There are situations in which you might want to run the Universal forwarder as root. Sensibly new versions of the uf remove the default password issue, but the existence of the Splunk management port running as root exposes the UF to the possibility of a remote and local privilege escalation, whether through poor password management by an admin or some undiscovered authentication flaw in the UF itself.
Disabling the management port altogether should remove that vector entirely.
There is a documented method in server.conf To save you looking it up here are the docs from 8.1.3
disableDefaultPort = <boolean> * If set to "true", turns off listening on the splunkd management port, which is 8089 by default. * NOTE: Changing this setting is not recommended. * This is the general communication path to splunkd.
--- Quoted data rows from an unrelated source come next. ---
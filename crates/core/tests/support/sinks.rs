//! Recording calendar and dead-letter sinks

use std::sync::atomic::{AtomicBool, AtomicUsize, Ordering};

use async_trait::async_trait;
use kiddo_core::{CalendarSink, DeadLetterSink};
use kiddo_domain::{CalendarEvent, KiddoError, RawEvent, Result, StructuredEvent};
use parking_lot::Mutex;

#[derive(Default)]
pub struct RecordingCalendar {
    pub created: Mutex<Vec<(String, StructuredEvent)>>,
}

impl RecordingCalendar {
    pub fn created(&self) -> Vec<(String, StructuredEvent)> {
        self.created.lock().clone()
    }
}

#[async_trait]
impl CalendarSink for RecordingCalendar {
    fn name(&self) -> &str {
        "recording"
    }

    async fn create_event(&self, event: &StructuredEvent, calendar_id: &str) -> Result<CalendarEvent> {
        self.created.lock().push((calendar_id.to_string(), event.clone()));
        Ok(CalendarEvent::synced("recording", calendar_id, event.event_id.to_string(), event.event_id))
    }
}

/// Calendar whose `create_event` never returns until released
pub struct StallingCalendar {
    stalled: AtomicBool,
    calls: AtomicUsize,
}

impl StallingCalendar {
    pub fn stalled() -> Self {
        Self { stalled: AtomicBool::new(true), calls: AtomicUsize::new(0) }
    }

    pub fn release(&self) {
        self.stalled.store(false, Ordering::SeqCst);
    }

    pub fn calls(&self) -> usize {
        self.calls.load(Ordering::SeqCst)
    }
}

#[async_trait]
impl CalendarSink for StallingCalendar {
    fn name(&self) -> &str {
        "stalling"
    }

    async fn create_event(&self, event: &StructuredEvent, calendar_id: &str) -> Result<CalendarEvent> {
        self.calls.fetch_add(1, Ordering::SeqCst);
        if self.stalled.load(Ordering::SeqCst) {
            std::future::pending::<()>().await;
        }
        Ok(CalendarEvent::synced("stalling", calendar_id, event.event_id.to_string(), event.event_id))
    }
}

/// Records dead-lettered events; the first `failures` deliveries error out
#[derive(Default)]
pub struct RecordingDeadLetters {
    pub delivered: Mutex<Vec<(String, String)>>,
    failures: AtomicUsize,
}

impl RecordingDeadLetters {
    pub fn failing(times: usize) -> Self {
        Self { delivered: Mutex::new(Vec::new()), failures: AtomicUsize::new(times) }
    }

    pub fn ids(&self) -> Vec<String> {
        self.delivered.lock().iter().map(|(id, _)| id.clone()).collect()
    }
}

#[async_trait]
impl DeadLetterSink for RecordingDeadLetters {
    async fn deliver(&self, event: &RawEvent, reason: &str) -> Result<()> {
        let failing = self
            .failures
            .fetch_update(Ordering::SeqCst, Ordering::SeqCst, |left| left.checked_sub(1))
            .is_ok();
        if failing {
            return Err(KiddoError::Sink("dead-letter store unavailable".into()));
        }
        self.delivered.lock().push((event.display_id().to_string(), reason.to_string()));
        Ok(())
    }
}
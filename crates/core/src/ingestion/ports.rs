//! Port interfaces for event sources

use async_trait::async_trait;
use futures::stream::BoxStream;
use kiddo_domain::{RawEvent, Result};

/// Lazy sequence of raw events. Finite per fetch for connectors, unbounded for
/// queue consumers.
pub type EventStream = BoxStream<'static, Result<RawEvent>>;

/// Capability set every event source provides
#[async_trait]
pub trait SourceConnector: Send + Sync {
    /// Identifier stamped on every event this connector yields
    fn source_id(&self) -> &str;

    /// Establish whatever session the source needs
    async fn connect(&self) -> Result<()>;

    async fn disconnect(&self) -> Result<()>;

    /// Start a fresh pass over the source.
    ///
    /// The stream is finite; callers fetch again to pick up new items.
    /// Connectors are expected to leave already-processed items out.
    async fn fetch_events(&self) -> Result<EventStream>;

    async fn health_check(&self) -> Result<bool>;

    /// Whether this item was already handled in an earlier run
    async fn is_processed(&self, _event: &RawEvent) -> Result<bool> {
        Ok(false)
    }

    /// Record the item as handled so later fetches skip it
    async fn mark_as_processed(&self, _event: &RawEvent) -> Result<bool> {
        Ok(true)
    }
}
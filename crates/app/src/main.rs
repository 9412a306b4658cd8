//! Kiddo - family event pipeline
//!
//! Main entry point: runs the pipeline until Ctrl-C.

use anyhow::Context;
use kiddo_app::AppContext;
use kiddo_common::observability::{init_logging, LogFormat};

#[tokio::main]
async fn main() -> anyhow::Result<()> {
    // Load .env before reading any KIDDO_* overrides
    let dotenv = dotenvy::dotenv();

    let config = kiddo_infra::config::load().context("failed to load configuration")?;
    let format: LogFormat = config.logging.format.parse()?;
    init_logging(&config.logging.level, format)?;

    match dotenv {
        Ok(path) => tracing::info!(path = %path.display(), "Loaded .env"),
        Err(e) => tracing::debug!(error = %e, "No .env file loaded"),
    }

    let context = AppContext::new(config).context("failed to build pipeline")?;
    let metrics = context
        .run_until(async {
            if let Err(e) = tokio::signal::ctrl_c().await {
                tracing::error!(error = %e, "Failed to listen for Ctrl-C");
            }
        })
        .await?;

    tracing::info!(
        processed = metrics.processed,
        dead_lettered = metrics.dead_lettered,
        "Kiddo stopped"
    );
    Ok(())
}
//! # Kiddo App
//!
//! Binary layer: wires configuration, adapters and the orchestrator together.
//!
//! ## Architecture
//! - Depends on `common`, `domain`, `core`, and `infra`
//! - Chooses concrete adapters once, at startup

pub mod context;

pub use context::AppContext;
If it is disabled, there is no way to communicate with a running splunk instance. * This means many command line splunk invocations cannot function, Splunk Web cannot function, the REST interface cannot function, etc. * If you choose to disable the port anyway, understand that you are selecting reduced Splunk functionality. * Default: false
In my testing enabling it on an UF seems OK. Some CLI commands fail, notably anything that needs to authenticate.
My question is that other than most cli commands, will anything important to the UF break?
Please read the complete config information:
disableDefaultPort = <boolean> * If set to "true", turns off listening on the splunkd management port, which is 8089 by default. * On Universal Forwarders, when this value is "true" the value set for mgmtHostPort in web.conf will be ignored. Similarly, when set to "false", the value set for mgmtHostPort in web.conf will be used for binding management port. * NOTE: On Universal Forwarders, to reduce the risk of exploitation Splunk recommends the management port is disabled and local CLI is not used. If the management port is enabled, a valid TLS certification should be installed and the port should be bound to localhost. * NOTE: Changing this setting is not recommended on other Splunk instances. * This is the general communication path to splunkd. If it is disabled, there is no way to communicate with a running splunk instance. * This means many command line splunk invocations cannot function, Splunk Web cannot function, the REST interface cannot function, etc. * If you choose to disable the port anyway, understand that you are selecting reduced Splunk functionality. * Default: false
The older posts on this topic are still valid.